Assignment 4 (Ch2) review

Flashcards for review of lecture notes in preparation for quiz 2.

What role does TR play in determining MRI contrast?

TR controls the amount of T1 recovery that takes place by controlling the time from one excitation pulse to the next.

How does TE influence T2 weighted imaging?

It controls how much dephasing or decay occurs in the transverse plane prior to echo collection.

Explain the difference between intrinsic and extrinsic contrast parameters.

Intrinsic parameters are inherent to the body tissues and cannot be directly controlled, while extrinsic parameters can be directly controlled at the tech console.

Describe the physiological process of T1 recovery and its significance in image formation.

Nuclei give off energy to the surrounding lattice, causing them to lose energy needed to withstand the pull of B0 and start going back up.

What happens to nuclei during T2 decay, and why is it called spin-spin relaxation?

Nuclei interact with each other, causing them to lose their phase. This interaction is one of the two processes of relaxation.

How do differences in molecular tumbling rates contribute to MRI contrast?

The closer the molecular tumbling rate is to the precessional frequencies of the nuclei, the more efficient the relaxation process will be.

Why does fat appear bright and fluid appear dark in T1-weighted images?

Fat has a faster T1 recovery rate compared to fluids, so it absorbs and gives off more energy over repetitive excitation pulses.

How do you optimize pulse sequence parameters to produce a T2 weighted image?

A long TR allows full recovery of all tissues, and you use a long TE to allow fat to fully decay, so only fluids are in phase.

What makes proton density (PD) contrast different from T1 and T2 contrast?

Proton density contrast is based on the amount of protons physically present in the tissue and is not based on recovery or decay rates.

How do B0 inhomogeneities contribute to T2 star decay?

B0 inhomogeneities enhance or quicken the decay process.

Why is a short TE used to minimize T2 contrast in PD weighted imaging?

A short TE keeps everything in phase in the transverse plane at the time of echo collection, maximizing signal.

What is meant by saturation in MRI, and how can it be both useful and harmful?

Saturation is giving protons so much energy that they stop responding and don't give off a signal because they are now antiparallel.

What are the essential components of a pulse sequence in MRI?

RF pulses, slice select gradient, phase encoding gradient, frequency encoding gradient, and signal collection.

How does using a long TR reduce T1 contrast in an MRI image?

A long TR allows all tissues to fully recover and get excited, so there is no difference in T1 recovery.

Why is it important for all nuclei to be in phase in the transverse plane before echo collection?

If they are in phase, we will get a strong signal because they're pointing at the coil.

Explain how signal intensity affects the appearance of tissues on an MRI image.

The stronger the signal from a tissue, the brighter it appears (hyperintense); the weaker the signal, the more hypointense.

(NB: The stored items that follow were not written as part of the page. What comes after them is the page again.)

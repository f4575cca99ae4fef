//! Upload endpoint: multipart parsing and workflow dispatch
//!
//! `POST /upload` takes a multipart form with a `workflow` tag plus
//! either a `file` or a `text` field. Validation failures return 400
//! before any filesystem mutation; workflow failures return 500 with the
//! captured diagnostics. Success and failure alike use the
//! `{"ok": bool, "message": ...}` shape.

use axum::{
    body::Bytes,
    extract::{Multipart, State},
    http::StatusCode,
    routing::post,
    Json, Router,
};
use serde::{Deserialize, Serialize};
use tracing::{error, info, warn};

use crate::error::{ApiError, ApiResult};
use crate::workflow::{self, Payload, Workflow, WorkflowError};
use crate::AppState;

/// Upload result reported to the caller.
#[derive(Debug, Serialize, Deserialize)]
pub struct UploadResponse {
    pub ok: bool,
    pub message: String,
}

/// POST /upload
pub async fn upload(
    State(state): State<AppState>,
    mut multipart: Multipart,
) -> ApiResult<(StatusCode, Json<UploadResponse>)> {
    let mut workflow_tag: Option<String> = None;
    let mut text: Option<String> = None;
    let mut file: Option<(String, Bytes)> = None;

    while let Some(field) = multipart
        .next_field()
        .await
        .map_err(|e| ApiError::BadRequest(format!("Malformed multipart body: {e}")))?
    {
        let name = field.name().map(str::to_string);
        match name.as_deref() {
            Some("workflow") => {
                workflow_tag = Some(field.text().await.map_err(|e| {
                    ApiError::BadRequest(format!("Could not read workflow field: {e}"))
                })?);
            }
            Some("text") => {
                text = Some(field.text().await.map_err(|e| {
                    ApiError::BadRequest(format!("Could not read text field: {e}"))
                })?);
            }
            Some("file") => {
                let filename = field.file_name().unwrap_or("upload").to_string();
                let data = field.bytes().await.map_err(|e| {
                    ApiError::BadRequest(format!("Could not read file field: {e}"))
                })?;
                file = Some((filename, data));
            }
            _ => {}
        }
    }

    let Some(tag) = workflow_tag else {
        return Ok(reject("No workflow selected."));
    };
    let Some(workflow) = Workflow::from_tag(&tag) else {
        return Ok(reject(format!("Unknown workflow: {tag}")));
    };

    let payload = match workflow {
        Workflow::Text => match text {
            Some(snippet) => Payload::Text(snippet),
            None => return Ok(reject("No text provided.")),
        },
        _ => match file {
            Some((filename, data)) => Payload::File { filename, data },
            None => return Ok(reject("No file provided.")),
        },
    };

    info!(workflow = workflow.as_str(), "dispatching upload");
    match workflow::dispatch(&state.config, workflow, payload).await {
        Ok(outcome) => {
            if outcome.is_partial() {
                warn!(workflow = workflow.as_str(), message = outcome.message(), "partial success");
            }
            Ok((
                StatusCode::OK,
                Json(UploadResponse {
                    ok: true,
                    message: outcome.into_message(),
                }),
            ))
        }
        Err(err) => {
            error!(workflow = workflow.as_str(), error = %err, "workflow failed");
            *state.last_error.write().await = Some(err.to_string());
            let status = match &err {
                WorkflowError::Validation(_) => StatusCode::BAD_REQUEST,
                WorkflowError::Tool(_) | WorkflowError::Io(_) | WorkflowError::Internal(_) => {
                    StatusCode::INTERNAL_SERVER_ERROR
                }
            };
            Ok((
                status,
                Json(UploadResponse {
                    ok: false,
                    message: err.to_string(),
                }),
            ))
        }
    }
}

fn reject(message: impl Into<String>) -> (StatusCode, Json<UploadResponse>) {
    (
        StatusCode::BAD_REQUEST,
        Json(UploadResponse {
            ok: false,
            message: message.into(),
        }),
    )
}

/// Build upload routes
pub fn upload_routes() -> Router<AppState> {
    Router::new().route("/upload", post(upload))
}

In terms of contrast, how do fat and water differ in their T1 and T2 relaxation properties?

Fat has a short T1 recovery rate and a short T2 decay rate, whereas water has a long T1 recovery rate and a long T2 decay rate.

How is MRI able to differentiate between various soft tissues with such high detail?

Different tissues have different T1, T2, and PD contrast due to their inherent contrast parameters and our ability to manipulate these parameters.

What role does a flip angle play in a pulse sequence?

A flip angle controls the degree to which we tilt the net magnetization vector (NMV).

Describe how different pulse sequences can be used to image specific pathologies or anatomy.

Different contrast mechanisms allow us to increase the signal from fat versus fluid, which allows us to visualize anatomy or pathology.